This photo essay is part of a series exploring the dimensions of daily life in West Virginia, “coal country” as it’s known, where chronic job loss has affected every aspect of life since the industry’s decline began in the 1960s. For generations, communities have grappled with teacher shortages, homelessness, business closures and food insecurity, problems that worsened when the coronavirus struck in March and West Virginians began to see their children go hungry.
Editor’s Note:
F. Brian Ferguson has been photographing in West Virginia for 25 years, mostly for major newspapers like the Charleston Gazette. But like many newspaper photographers, he has a personal project going on the side.

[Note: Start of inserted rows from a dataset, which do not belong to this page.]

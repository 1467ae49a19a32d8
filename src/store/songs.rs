use tracing::debug;

use crate::models::{Levels, Song, SongId, COPY_MARKER};

use super::{LibraryStore, StoreEvent};

impl LibraryStore {
    /// Append a copy of `song` with a fresh id and a copy marker on the title.
    /// Playlist membership is left alone.
    pub fn duplicate_song(&mut self, song: &Song) -> Song {
        let copy = Song {
            id: SongId::new(),
            title: format!("{}{}", song.title, COPY_MARKER),
            artist: song.artist.clone(),
        };
        self.songs.push(copy.clone());
        debug!(source = %song.id, copy = %copy.id, "duplicated song");
        self.publish(StoreEvent::SongsChanged);
        copy
    }

    /// Remove a song from the library, the queue, every playlist and the
    /// levels map. Unknown ids are ignored.
    pub fn delete_song(&mut self, id: SongId) {
        let songs_before = self.songs.len();
        self.songs.retain(|song| song.id != id);
        let removed_from_library = self.songs.len() != songs_before;

        let queue_before = self.queue.len();
        self.queue.retain(|song| song.id != id);
        let removed_from_queue = self.queue.len() != queue_before;

        let mut touched_playlists = Vec::new();
        for entry in &self.playlists {
            if let Some(ids) = self.membership.get_mut(&entry.id) {
                let before = ids.len();
                ids.retain(|member| *member != id);
                if ids.len() != before {
                    touched_playlists.push(entry.id);
                }
            }
        }

        let removed_levels = self.levels.remove(&id).is_some();

        if !removed_from_library
            && !removed_from_queue
            && !removed_levels
            && touched_playlists.is_empty()
        {
            return;
        }

        debug!(
            song = %id,
            playlists = touched_playlists.len(),
            removed_from_queue,
            "deleted song"
        );
        self.publish(StoreEvent::SongDeleted {
            id,
            playlists: touched_playlists,
        });
    }

    /// Replace the library record that shares `song.id`. Membership refers to
    /// songs by id, so playlists pick up the new title at once. Queue entries
    /// are snapshots and keep the old record. Returns `false` for unknown ids.
    pub fn replace_song(&mut self, song: Song) -> bool {
        let Some(slot) = self.songs.iter_mut().find(|existing| existing.id == song.id) else {
            debug!(song = %song.id, "ignored replace of unknown song");
            return false;
        };
        if *slot == song {
            return true;
        }
        *slot = song;
        debug!(song = %slot.id, "replaced song");
        self.publish(StoreEvent::SongsChanged);
        true
    }

    /// Case-insensitive search on title or artist. A blank query returns the
    /// whole library.
    pub fn search_songs(&self, query: &str) -> Vec<Song> {
        let needle = query.trim().to_lowercase();
        if needle.is_empty() {
            return self.songs.clone();
        }
        self.songs
            .iter()
            .filter(|song| song.matches(&needle))
            .cloned()
            .collect()
    }

    /// The newest `limit` library songs, newest first.
    pub fn recently_added(&self, limit: usize) -> Vec<Song> {
        self.songs.iter().rev().take(limit).cloned().collect()
    }

    /// Levels for a song, or the defaults when none were saved.
    pub fn levels(&self, id: SongId) -> Levels {
        self.levels.get(&id).copied().unwrap_or_default()
    }

    /// Save levels for a library song. Returns `false` for unknown songs.
    pub fn set_levels(&mut self, id: SongId, levels: Levels) -> bool {
        if self.song(id).is_none() {
            return false;
        }
        self.levels.insert(id, levels.clamped());
        self.publish(StoreEvent::LevelsChanged(id));
        true
    }
}

#[cfg(test)]
mod tests {
    use super::super::test_support::*;
    use super::*;
    use crate::models::LevelField;
    use crate::seed::SeedCatalog;

    #[test]
    fn duplicate_appends_copy_with_new_id() {
        let echo = song("Echo", "Nova");
        let mut store = store_with_songs(&[echo.clone()]);

        let copy = store.duplicate_song(&echo);

        assert_eq!(store.songs().len(), 2);
        assert_eq!(store.songs()[1], copy);
        assert_ne!(copy.id, echo.id);
        assert_eq!(copy.title, "Echo Copy");
        assert_eq!(copy.artist, "Nova");
    }

    #[test]
    fn duplicate_does_not_touch_membership() {
        let echo = song("Echo", "Nova");
        let mut store = store_with_songs(&[echo.clone()]);
        let gym = store.create_playlist("Gym", None).unwrap();
        store.add_song_to_playlist(&echo, gym.id);

        let copy = store.duplicate_song(&echo);

        assert_eq!(store.playlist(gym.id).unwrap().count, 1);
        assert_eq!(store.songs_in_playlist(gym.id), vec![echo]);
        assert!(!store.songs_in_playlist(gym.id).contains(&copy));
    }

    #[test]
    fn delete_removes_song_everywhere_and_keeps_counts_consistent() {
        let a = song("A", "x");
        let b = song("B", "y");
        let c = song("C", "z");
        let mut store = store_with_songs(&[a.clone(), b.clone(), c.clone()]);
        let list = store.create_playlist("Mix", None).unwrap();
        for s in [&a, &b, &c, &b] {
            store.add_song_to_playlist(s, list.id);
        }
        store.add_to_queue(&b);
        store.add_to_queue(&a);
        store.add_to_queue(&b);
        let mut levels = Levels::default();
        levels.set(LevelField::Bass, 4.0);
        store.set_levels(b.id, levels);

        store.delete_song(b.id);

        assert!(store.song(b.id).is_none());
        assert_eq!(store.songs_in_playlist(list.id), vec![a.clone(), c.clone()]);
        assert_eq!(store.playlist(list.id).unwrap().count, 2);
        assert_eq!(store.queue().cloned().collect::<Vec<_>>(), vec![a]);
        assert_eq!(store.levels(b.id), Levels::default());
        assert_counts_consistent(&store);
    }

    #[test]
    fn delete_is_idempotent() {
        let a = song("A", "x");
        let b = song("B", "y");
        let mut store = store_with_songs(&[a.clone(), b.clone()]);
        let list = store.create_playlist("Mix", None).unwrap();
        store.add_song_to_playlist(&a, list.id);
        store.add_song_to_playlist(&b, list.id);

        store.delete_song(a.id);
        let songs_once = store.songs().to_vec();
        let playlists_once = store.playlists();

        store.delete_song(a.id);

        assert_eq!(store.songs(), songs_once.as_slice());
        assert_eq!(store.playlists(), playlists_once);
    }

    #[test]
    fn delete_clears_ids_left_by_seed_data_without_a_library_song() {
        let ghost = SongId::new();
        let list = seed_playlist("Ghosts", vec![ghost]);
        let list_id = list.id;
        let mut store = LibraryStore::new(SeedCatalog {
            songs: Vec::new(),
            playlists: vec![list],
        });
        assert_eq!(store.playlist(list_id).unwrap().count, 1);
        assert!(store.songs_in_playlist(list_id).is_empty());

        store.delete_song(ghost);

        assert_eq!(store.playlist(list_id).unwrap().count, 0);
    }

    #[test]
    fn search_matches_title_or_artist_case_insensitively() {
        let store = store_with_songs(&[
            song("Midnight Drive", "Nova"),
            song("Golden Hour", "Aria"),
            song("Night Market", "Juno"),
        ]);

        let titles: Vec<String> = store
            .search_songs("  NIGHT ")
            .into_iter()
            .map(|s| s.title)
            .collect();
        assert_eq!(titles, vec!["Midnight Drive", "Night Market"]);

        assert_eq!(store.search_songs("aria").len(), 1);
        assert_eq!(store.search_songs("   ").len(), 3);
        assert!(store.search_songs("zzz").is_empty());
    }

    #[test]
    fn recently_added_is_newest_first() {
        let a = song("A", "x");
        let b = song("B", "y");
        let mut store = store_with_songs(&[a.clone(), b.clone()]);
        let copy = store.duplicate_song(&a);

        assert_eq!(store.recently_added(2), vec![copy, b]);
        assert_eq!(store.recently_added(10).len(), 3);
    }

    #[test]
    fn levels_only_saved_for_library_songs() {
        let a = song("A", "x");
        let mut store = store_with_songs(&[a.clone()]);
        let levels = Levels {
            speed: 9.0,
            ..Levels::default()
        };

        assert!(!store.set_levels(SongId::new(), levels));
        assert!(store.set_levels(a.id, levels));
        assert_eq!(store.levels(a.id).speed, 4.0);
    }

    #[test]
    fn replace_updates_record_but_not_membership_or_queue() {
        let a = song("Echo", "Nova");
        let b = song("Drift", "Aria");
        let mut store = store_with_songs(&[a.clone(), b.clone()]);
        let list = store.create_playlist("Mix", None).unwrap();
        store.add_song_to_playlist(&a, list.id);
        store.add_song_to_playlist(&b, list.id);
        store.add_to_queue(&a);

        let renamed = Song {
            title: "Echoes".to_string(),
            artist: "Nova & Aria".to_string(),
            ..a.clone()
        };
        assert!(store.replace_song(renamed.clone()));

        assert_eq!(store.songs(), [renamed.clone(), b.clone()].as_slice());
        assert_eq!(store.songs_in_playlist(list.id), vec![renamed, b]);
        assert_eq!(store.playlist(list.id).unwrap().count, 2);
        assert_eq!(store.queue().cloned().collect::<Vec<_>>(), vec![a]);
        assert_counts_consistent(&store);
    }

    #[test]
    fn replace_of_unknown_song_is_a_no_op() {
        let a = song("Echo", "Nova");
        let mut store = store_with_songs(&[a.clone()]);

        assert!(!store.replace_song(song("Stray", "x")));
        assert_eq!(store.songs(), [a].as_slice());
    }
}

Comprising hundreds of photographs spread across his Zip drives, negative sleeves, CDs and hard drives, “Vanishing West Virginia” is a love letter to Ferguson’s home state and an elegy to a way of life he sees disappearing.
“Most of the men in my family were coal miners, but my grandpa ran two newspapers – one was a serious paper, and the other was a more literary and humorous paper called The West Virginia Hillbilly,” Ferguson said. “I think I absorbed a lot of his complicated humor and put it in my pictures.”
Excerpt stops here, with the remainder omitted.